As a first step, the impact of diclofenac was evaluated in healthy chicken as it was not justifiable to kill vultures through diclofenac administration. For this two-phase study heathy chickens were treated intravenous with para-amino hippuric acid (PAH) and iohexol (IOH) in combination in phase 1 or this same combination with diclofenac (10 mg/kg) in phase 2. In both phases blood and faeces were sequentially collected. In phase 1, birds showed no signs of ill health, moreover PAH, IOH and uric acid clearance was rapid. In phase 2, two chickens eventually died with hyperuricaemia being present as soon as 8 hours after exposure.

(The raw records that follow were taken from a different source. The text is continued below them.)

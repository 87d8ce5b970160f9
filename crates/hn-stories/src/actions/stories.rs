//! Stories actions
//!
//! The fetch lifecycle of the story collection plus local removal. Every fetch
//! carries the `RequestId` it was started with so that responses from a
//! superseded request can be told apart from the current one.

use hn_client::Hit;
use std::fmt;

/// Identifier of one fetch, increasing per request
#[derive(Debug, Clone, Copy, PartialEq, Eq, PartialOrd, Ord, Hash)]
pub struct RequestId(pub u64);

impl fmt::Display for RequestId {
    fn fmt(&self, f: &mut fmt::Formatter<'_>) -> fmt::Result {
        write!(f, "#{}", self.0)
    }
}

/// Actions for the stories reducer
#[derive(Debug, Clone, PartialEq)]
pub enum StoriesAction {
    /// A fetch has started
    FetchInit { request: RequestId },
    /// A fetch resolved with hits
    FetchSuccess { request: RequestId, hits: Vec<Hit> },
    /// A fetch failed for any reason
    FetchFailure { request: RequestId },
    /// Remove every story with this objectID
    Remove { object_id: String },
}
//! Status bar view model

use crate::command_id::CommandId;
use crate::state::AppState;

/// One "key description" pair
#[derive(Debug, Clone, PartialEq, Eq)]
pub struct KeyHint {
    pub keys: String,
    pub description: &'static str,
}

#[derive(Debug, Clone, PartialEq, Eq)]
pub struct StatusBarViewModel {
    pub hints: Vec<KeyHint>,
    /// Url of the committed search
    pub url: String,
}

impl StatusBarViewModel {
    pub fn from_state(state: &AppState) -> Self {
        let commands: &[(CommandId, &'static str)] = if state.search_form.input_focused() {
            &[
                (CommandId::SearchToggleFocus, "list"),
                (CommandId::GlobalClose, "quit"),
            ]
        } else {
            &[
                (CommandId::SearchFocus, "search"),
                (CommandId::NavigateNext, "down"),
                (CommandId::NavigatePrevious, "up"),
                (CommandId::StoryOpen, "open"),
                (CommandId::StoryDismiss, "dismiss"),
                (CommandId::KeyBindingsToggleView, "help"),
                (CommandId::GlobalClose, "quit"),
            ]
        };

        let mut hints: Vec<KeyHint> = commands
            .iter()
            .filter_map(|&(command, description)| {
                state
                    .keymap
                    .compact_hint_for_command(command)
                    .map(|keys| KeyHint { keys, description })
            })
            .collect();

        if state.search_form.input_focused() {
            // Enter and Esc are routed by capability, not by the keymap
            hints.insert(
                0,
                KeyHint {
                    keys: "Enter".into(),
                    description: "submit",
                },
            );
            hints.insert(
                1,
                KeyHint {
                    keys: "Esc".into(),
                    description: "leave input",
                },
            );
            hints.retain(|hint| hint.description != "quit");
        }

        Self {
            hints,
            url: state.search.url.clone(),
        }
    }
}

#[cfg(test)]
mod tests {
    use super::*;
    use crate::state::Focus;
    use hn_stories_config::AppConfig;

    #[test]
    fn test_list_hints_use_keymap() {
        let state = AppState::new("React", &AppConfig::default());
        let vm = StatusBarViewModel::from_state(&state);

        assert_eq!(vm.hints[0].keys, "/");
        assert!(vm
            .hints
            .iter()
            .any(|h| h.keys == "d/Del" && h.description == "dismiss"));
        assert_eq!(vm.url, "https://hn.algolia.com/api/v1/search?query=React");
    }

    #[test]
    fn test_input_hints() {
        let mut state = AppState::new("React", &AppConfig::default());
        state.search_form.focus = Focus::SearchInput;
        let vm = StatusBarViewModel::from_state(&state);

        let descriptions: Vec<&str> = vm.hints.iter().map(|h| h.description).collect();
        assert_eq!(descriptions, vec!["submit", "leave input", "list"]);
    }
}
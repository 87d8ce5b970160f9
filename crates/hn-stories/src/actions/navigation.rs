//! Navigation actions - translated by the active view

/// Generic navigation actions (vim-style)
#[derive(Debug, Clone, Copy, PartialEq, Eq)]
pub enum NavigationAction {
    /// Navigate to next item (j, down arrow)
    Next,
    /// Navigate to previous item (k, up arrow)
    Previous,
    /// Navigate to top (gg, Home)
    ToTop,
    /// Navigate to bottom (G, End)
    ToBottom,
}
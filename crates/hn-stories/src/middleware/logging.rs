use crate::actions::{Action, GlobalAction};
use crate::dispatcher::Dispatcher;
use crate::middleware::Middleware;
use crate::state::AppState;

/// LoggingMiddleware - logs all actions passing through
pub struct LoggingMiddleware;

impl LoggingMiddleware {
    pub fn new() -> Self {
        Self
    }
}

impl Default for LoggingMiddleware {
    fn default() -> Self {
        Self::new()
    }
}

impl Middleware for LoggingMiddleware {
    fn handle(&mut self, action: &Action, _state: &AppState, _dispatcher: &Dispatcher) -> bool {
        match action {
            // Raw keys are logged by the keyboard middleware
            Action::Global(GlobalAction::KeyPressed(_)) => {}
            Action::Stories(crate::actions::StoriesAction::FetchSuccess { request, hits }) => {
                // Payloads are large; log the shape only
                log::debug!("Action: Stories(FetchSuccess {{ request: {}, hits: {} }})", request, hits.len());
            }
            _ => log::debug!("Action: {:?}", action),
        }

        true // Always pass action through
    }
}
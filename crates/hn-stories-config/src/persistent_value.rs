//! Persistent value mirror
//!
//! A single string kept in memory and echoed to a `KeyValueStore` on every
//! change. The stored value wins over the default on creation; an empty stored
//! string counts as "nothing stored".

use anyhow::Result;

use crate::storage::KeyValueStore;

/// A string value mirrored to durable storage under a fixed key
#[derive(Debug)]
pub struct PersistentValue<S: KeyValueStore> {
    store: S,
    key: String,
    value: String,
}

impl<S: KeyValueStore> PersistentValue<S> {
    /// Read `key` from `store`, falling back to `default`
    ///
    /// The resolved value is written back immediately so storage and memory
    /// agree from the start.
    pub fn init(mut store: S, key: impl Into<String>, default: &str) -> Result<Self> {
        let key = key.into();
        let value = match store.get(&key)? {
            Some(stored) if !stored.is_empty() => {
                log::debug!("Restored {:?} = {:?} from storage", key, stored);
                stored
            }
            _ => default.to_string(),
        };

        store.set(&key, &value)?;

        Ok(Self { store, key, value })
    }

    pub fn value(&self) -> &str {
        &self.value
    }

    pub fn key(&self) -> &str {
        &self.key
    }

    /// Update the in-memory value and write it through to storage
    ///
    /// The in-memory value changes even when the write fails.
    pub fn set(&mut self, value: impl Into<String>) -> Result<()> {
        self.value = value.into();
        self.store.set(&self.key, &self.value)
    }

    pub fn into_store(self) -> S {
        self.store
    }
}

Necropsy showed classic signs of renal damage and hyperuricaemia. Pharmacokinetic analysis revealed a rapid half-life of elimination of less than 2 hours indicating that toxicity was due to irreversible inhibition of a physiological process. In phase 2 all the birds had decrease uric acid, PAH and IOH clearance. While tubular excretory rates of PAH were reduced in all birds in phase 2, they were 98% reduced in the two birds that died. Based on the global change in clearance parameters, it is concluded that diclofenac alters both renal perfusion (IOH measures
glomerular filtration) and renal plasma flow. However death results from tubular secretion being reduced to negligible functionality for a prolonged period. With birds being highly reliant on tubular secretion of uric acid, we conclude that diclofenac hyperuricaemia is as a result of OAT inhibition and that cell death results secondarily from uric acid precipitation as described in gouty chicken.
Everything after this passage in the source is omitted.